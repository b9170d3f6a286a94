mod common;

use common::spawn_app;
use reqwest::StatusCode;
use serde_json::{json, Value};

#[tokio::test]
async fn test_student_crud() {
    let app = spawn_app(20).await;

    let response = app
        .client
        .post("/api/v1/students/", json!({"name": "Grace Hopper", "birth_date": "1906-12-09"}))
        .await
        .unwrap();
    assert_eq!(response.status(), StatusCode::CREATED);
    let created: Value = response.json().await.unwrap();
    assert_eq!(created["birth_date"], "1906-12-09");
    let path = format!("/api/v1/students/{}/", created["id"]);

    let response = app
        .client
        .put(&path, json!({"name": "Rear Admiral Hopper"}))
        .await
        .unwrap();
    assert_eq!(response.status(), StatusCode::OK);
    let updated: Value = response.json().await.unwrap();
    assert_eq!(updated["id"], created["id"]);
    assert_eq!(updated["name"], "Rear Admiral Hopper");
    assert_eq!(updated["birth_date"], "1906-12-09");

    let response = app.client.patch(&path, json!({"birth_date": null})).await.unwrap();
    assert_eq!(response.status(), StatusCode::OK);
    let patched: Value = response.json().await.unwrap();
    assert_eq!(patched["birth_date"], Value::Null);
    assert_eq!(patched["name"], "Rear Admiral Hopper");

    let response = app.client.delete(&path).await.unwrap();
    assert_eq!(response.status(), StatusCode::NO_CONTENT);
    assert_eq!(app.client.get(&path).await.unwrap().status(), StatusCode::NOT_FOUND);
}

#[tokio::test]
async fn test_null_name_is_rejected_on_patch() {
    let app = spawn_app(20).await;
    let student = app.make_students(1).await.remove(0);
    let path = format!("/api/v1/students/{}/", student.id);

    let response = app.client.patch(&path, json!({"name": null})).await.unwrap();
    assert_eq!(response.status(), StatusCode::BAD_REQUEST);
    let body: Value = response.json().await.unwrap();
    assert_eq!(body["error"], "name: This field may not be null.");

    let fetched: Value = app.client.get(&path).await.unwrap().json().await.unwrap();
    assert_eq!(fetched["name"], student.name.as_str());
}

#[tokio::test]
async fn test_student_without_birth_date() {
    let app = spawn_app(20).await;
    let response = app
        .client
        .post("/api/v1/students/", json!({"name": "Anonymous"}))
        .await
        .unwrap();
    assert_eq!(response.status(), StatusCode::CREATED);
    let created: Value = response.json().await.unwrap();
    assert_eq!(created["birth_date"], Value::Null);
}

#[tokio::test]
async fn test_invalid_birth_date_is_rejected() {
    let app = spawn_app(20).await;
    let response = app
        .client
        .post("/api/v1/students/", json!({"name": "Nobody", "birth_date": "not-a-date"}))
        .await
        .unwrap();
    assert_eq!(response.status(), StatusCode::BAD_REQUEST);
}

#[tokio::test]
async fn test_filter_students_by_name() {
    let app = spawn_app(20).await;
    let students = app.make_students(4).await;

    let response = app
        .client
        .get_with_query("/api/v1/students/", &[("name", students[2].name.clone())])
        .await
        .unwrap();
    assert_eq!(response.status(), StatusCode::OK);
    let data: Vec<Value> = response.json().await.unwrap();
    assert_eq!(data.len(), 1);
    assert_eq!(data[0]["id"], students[2].id);
}

#[tokio::test]
async fn test_deleting_student_unenrolls_but_keeps_course() {
    let app = spawn_app(20).await;
    let students = app.make_students(2).await;
    let course = app.make_courses(1, &students).await.remove(0);

    let response = app
        .client
        .delete(&format!("/api/v1/students/{}/", students[0].id))
        .await
        .unwrap();
    assert_eq!(response.status(), StatusCode::NO_CONTENT);

    let data: Value = app
        .client
        .get(&format!("/api/v1/courses/{}/", course.id))
        .await
        .unwrap()
        .json()
        .await
        .unwrap();
    assert_eq!(data["students"], json!([students[1].id]));
}

#[tokio::test]
async fn test_deleting_course_keeps_students() {
    let app = spawn_app(20).await;
    let students = app.make_students(2).await;
    let course = app.make_courses(1, &students).await.remove(0);

    let response = app
        .client
        .delete(&format!("/api/v1/courses/{}/", course.id))
        .await
        .unwrap();
    assert_eq!(response.status(), StatusCode::NO_CONTENT);

    let listed: Vec<Value> = app
        .client
        .get("/api/v1/students/")
        .await
        .unwrap()
        .json()
        .await
        .unwrap();
    assert_eq!(listed.len(), 2);
}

⁂

*Directions for this task*. Considering only the data above, return the lines in which "Admiral" occurs.

*Solution to this task*.
        .put(&path, json!({"name": "Rear Admiral Hopper"}))
    assert_eq!(updated["name"], "Rear Admiral Hopper");
    assert_eq!(patched["name"], "Rear Admiral Hopper");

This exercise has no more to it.